TASK BRIEF: Please copy each line of the data that includes the string "CheckError".

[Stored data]
//! Default command: check bundles
//!
//! Loads all reference data up front, then checks each bundle in turn. A
//! bundle that can't be checked is reported and skipped.

use std::path::Path;

use anyhow::{anyhow, bail, Context, Result};

use appimagelint::cache::runtime::RuntimeCache;
use appimagelint::core::bundle::BundleKind;
use appimagelint::elf::{IntrospectorKind, SymbolVersionExtractor};
use appimagelint::ops::{AppImageMounter, CheckError, CompatibilityEngine, JsonReport};
use appimagelint::sources::CachedReferenceData;
use appimagelint::util::display_error_chain;
use appimagelint::util::signal::interrupted;
use appimagelint::util::Config;
use appimagelint::{Bundle, CompatibilityCache, Distro, SymbolFamily};

use crate::cli::CheckArgs;
use crate::commands::{load_context, shell};

pub fn execute(args: CheckArgs, offline: bool, force_colors: bool) -> Result<()> {
    let (ctx, config) = load_context(offline)?;

    let distros = selected_distros(&args, &config)?;
    let families = selected_families(&args, &config)?;
    let introspector = selected_introspector(&args, &config)?;

    if let Some(jobs) = args.jobs.or(config.check.jobs) {
        rayon::ThreadPoolBuilder::new()
            .num_threads(jobs)
            .build_global()
            .ok(); // Ignore if already set
    }

    let bundles = args
        .paths
        .iter()
        .map(|path| open_bundle(path))
        .collect::<Result<Vec<_>>>()?;

    let cache = CompatibilityCache::new(&ctx, &config)
        .context("failed to set up the reference data cache")?;
    let data = CachedReferenceData::new(&cache);

    data.prefetch(&distros, &families)
        .context("failed to load reference data")?;

    let runtime = if bundles.iter().any(|b| b.kind() == BundleKind::AppImage) {
        mount_runtime(&cache)
    } else {
        None
    };

    let extractor = SymbolVersionExtractor::new(
        introspector
            .create()
            .with_context(|| format!("failed to set up {} introspection", introspector))?,
    );
    let engine = CompatibilityEngine::new(&data, extractor, AppImageMounter::new(runtime))
        .with_distros(distros);

    let shell = shell(force_colors);
    let mut report = JsonReport::new();

    for bundle in &bundles {
        if interrupted() {
            bail!("interrupted by user");
        }

        tracing::info!("checking {}", bundle);

        match engine.evaluate_all(bundle, &families) {
            Ok(checks) => {
                for check in checks.iter().filter(|c| !c.results.is_empty()) {
                    shell.check_results(check.family.check_name(), &check.results);
                }
                report.add(bundle, &checks);
            }
            Err(CheckError::Interrupted) => bail!("interrupted by user"),
            Err(e) => {
                tracing::error!("failed to check {}: {}", bundle, display_error_chain(&e));
            }
        }
    }

    if let Some(path) = &args.json_report {
        report.write(path)?;
    }

    Ok(())
}

fn open_bundle(path: &Path) -> Result<Bundle> {
    Bundle::open(path).with_context(|| format!("failed to open {}", path.display()))
}

/// Runtime used to mount AppImages; without one they mount themselves.
fn mount_runtime(cache: &CompatibilityCache) -> Option<std::path::PathBuf> {
    let runtime = RuntimeCache::for_host(cache)?;

    match runtime.get(false) {
        Ok(path) => Some(path),
        Err(e) => {
            tracing::warn!(
                "AppImage runtime unavailable, AppImages will mount themselves: {}",
                display_error_chain(&e)
            );
            None
        }
    }
}

fn selected_distros(args: &CheckArgs, config: &Config) -> Result<Vec<Distro>> {
    if !args.distros.is_empty() {
        return Ok(args.distros.clone());
    }

    if config.check.distros.is_empty() {
        return Ok(Distro::ALL.to_vec());
    }

    config
        .check
        .distros
        .iter()
        .map(|d| d.parse().map_err(|e: String| anyhow!(e)))
        .collect::<Result<Vec<_>>>()
        .context("invalid `check.distros` in config")
}

fn selected_families(args: &CheckArgs, config: &Config) -> Result<Vec<SymbolFamily>> {
    if !args.checks.is_empty() {
        return Ok(args.checks.clone());
    }

    if config.check.families.is_empty() {
        return Ok(SymbolFamily::ALL.to_vec());
    }

    config
        .check
        .families
        .iter()
        .map(|f| f.parse().map_err(|e: String| anyhow!(e)))
        .collect::<Result<Vec<_>>>()
        .context("invalid `check.families` in config")
}

fn selected_introspector(args: &CheckArgs, config: &Config) -> Result<IntrospectorKind> {
    if let Some(kind) = args.introspector {
        return Ok(kind);
    }

    match &config.check.introspector {
        Some(name) => name
            .parse()
            .map_err(|e: String| anyhow!(e))
            .context("invalid `check.introspector` in config"),
        None => Ok(IntrospectorKind::default()),
    }
}
//! `appimagelint cache` command
//!
//! Manage the reference data cache (distribution data and the AppImage runtime).

use std::fs;
use std::path::Path;
use std::time::Duration;

use anyhow::{bail, Context, Result};

use appimagelint::cache::digest::codebase_digest;
use appimagelint::cache::runtime::RuntimeCache;
use appimagelint::cache::{CacheLocation, RecordState, RecordStatus};
use appimagelint::ops::update_all;
use appimagelint::sources::all_cache_keys;
use appimagelint::util::display_error_chain;
use appimagelint::util::fs::remove_dir_all_if_exists;
use appimagelint::util::shell::Status;
use appimagelint::CompatibilityCache;

use crate::cli::{CacheArgs, CacheCommands};
use crate::commands::{load_context, shell};

pub fn execute(args: CacheArgs, offline: bool, force_colors: bool) -> Result<()> {
    match args.command {
        CacheCommands::Update(update_args) => update_cache(update_args.bundled, offline, force_colors),
        CacheCommands::List => list_cache(offline),
        CacheCommands::Path => show_path(offline),
        CacheCommands::Clean => clean_cache(offline, force_colors),
        CacheCommands::Digest => show_digest(),
    }
}

fn open_cache(offline: bool) -> Result<CompatibilityCache> {
    let (ctx, config) = load_context(offline)?;
    CompatibilityCache::new(&ctx, &config).context("failed to set up the reference data cache")
}

/// Refresh every record.
fn update_cache(bundled: bool, offline: bool, force_colors: bool) -> Result<()> {
    let cache = open_cache(offline)?;
    let shell = shell(force_colors);

    let location = if bundled {
        CacheLocation::Bundled
    } else {
        CacheLocation::Primary
    };
    let dir = cache.location_dir(location)?;
    tracing::info!("updating reference data in {}", dir.display());

    let outcomes = update_all(&cache, location);
    let total = outcomes.len();
    let mut failed = 0;

    for outcome in &outcomes {
        match &outcome.result {
            Ok(()) => shell.status(Status::Updated, &outcome.key),
            Err(e) => {
                failed += 1;
                shell.status(
                    Status::Error,
                    format!("{}: {}", outcome.key, display_error_chain(e)),
                );
            }
        }
    }

    if failed > 0 {
        bail!("{} of {} records could not be updated", failed, total);
    }

    Ok(())
}

/// List every record and its state.
fn list_cache(offline: bool) -> Result<()> {
    let cache = open_cache(offline)?;

    println!("Cache directory: {}", cache.primary_dir().display());
    match cache.fallback_dir() {
        Some(dir) => println!("Bundled data:    {}", dir.display()),
        None => println!("Bundled data:    (none)"),
    }
    println!("Codebase digest: {}", cache.digest());
    println!();

    let mut keys = all_cache_keys();
    if let Some(runtime) = RuntimeCache::for_host(&cache) {
        keys.push(runtime.record_key());
    }

    for key in keys {
        println!("{}", key);
        for status in cache.status(&key) {
            println!("  {}", format_status(&status));
        }
    }

    println!();
    let size = dir_size(cache.primary_dir())?;
    println!("Total size: {}", format_size(size));

    Ok(())
}

fn format_status(status: &RecordStatus) -> String {
    let location = match status.location {
        CacheLocation::Primary => "primary",
        CacheLocation::Bundled => "bundled",
    };

    let state = match &status.state {
        RecordState::Missing => "missing".to_string(),
        RecordState::Invalid(reason) => format!("invalid ({})", reason),
        RecordState::DigestMismatch => "outdated format".to_string(),
        RecordState::Expired => "expired".to_string(),
        RecordState::Fresh => "fresh".to_string(),
    };

    match (&status.state, status.age) {
        (RecordState::Missing, _) | (_, None) => format!("{}: {}", location, state),
        (_, Some(age)) => format!("{}: {}, {} old", location, state, format_age(age)),
    }
}

/// Remove the user cache. Bundled data is never touched.
fn clean_cache(offline: bool, force_colors: bool) -> Result<()> {
    let (ctx, _) = load_context(offline)?;
    let shell = shell(force_colors);
    let cache_dir = ctx.cache_dir();

    if cache_dir.exists() {
        remove_dir_all_if_exists(cache_dir)
            .with_context(|| format!("failed to remove {}", cache_dir.display()))?;
        shell.status(Status::Removed, cache_dir.display());
    } else {
        eprintln!("     Nothing to clean");
    }

    Ok(())
}

/// Show cache directory path.
fn show_path(offline: bool) -> Result<()> {
    let (ctx, _) = load_context(offline)?;
    println!("{}", ctx.cache_dir().display());
    Ok(())
}

fn show_digest() -> Result<()> {
    println!("{}", codebase_digest());
    Ok(())
}

/// Calculate the total size of a directory recursively.
fn dir_size(path: &Path) -> Result<u64> {
    let mut size: u64 = 0;

    if path.is_file() {
        return Ok(fs::metadata(path).map(|m| m.len()).unwrap_or(0));
    }

    if !path.is_dir() {
        return Ok(0);
    }

    for entry in
        fs::read_dir(path).with_context(|| format!("failed to read: {}", path.display()))?
    {
        let entry = entry?;
        let path = entry.path();

        if path.is_file() {
            size += fs::metadata(&path).map(|m| m.len()).unwrap_or(0);
        } else if path.is_dir() {
            size += dir_size(&path)?;
        }
    }

    Ok(size)
}

/// Format a size in bytes to a human-readable string.
fn format_size(bytes: u64) -> String {
    const KB: u64 = 1024;
    const MB: u64 = KB * 1024;

    if bytes >= MB {
        format!("{:.2} MB", bytes as f64 / MB as f64)
    } else if bytes >= KB {
        format!("{:.2} KB", bytes as f64 / KB as f64)
    } else {
        format!("{} B", bytes)
    }
}

/// Coarse age: `45s`, `12m`, `5h`, `3d`.
fn format_age(age: Duration) -> String {
    let secs = age.as_secs();

    if secs < 60 {
        format!("{}s", secs)
    } else if secs < 60 * 60 {
        format!("{}m", secs / 60)
    } else if secs < 24 * 60 * 60 {
        format!("{}h", secs / (60 * 60))
    } else {
        format!("{}d", secs / (24 * 60 * 60))
    }
}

REPLY TO THE EXERCISE:
use appimagelint::ops::{AppImageMounter, CheckError, CompatibilityEngine, JsonReport};
            Err(CheckError::Interrupted) => bail!("interrupted by user"),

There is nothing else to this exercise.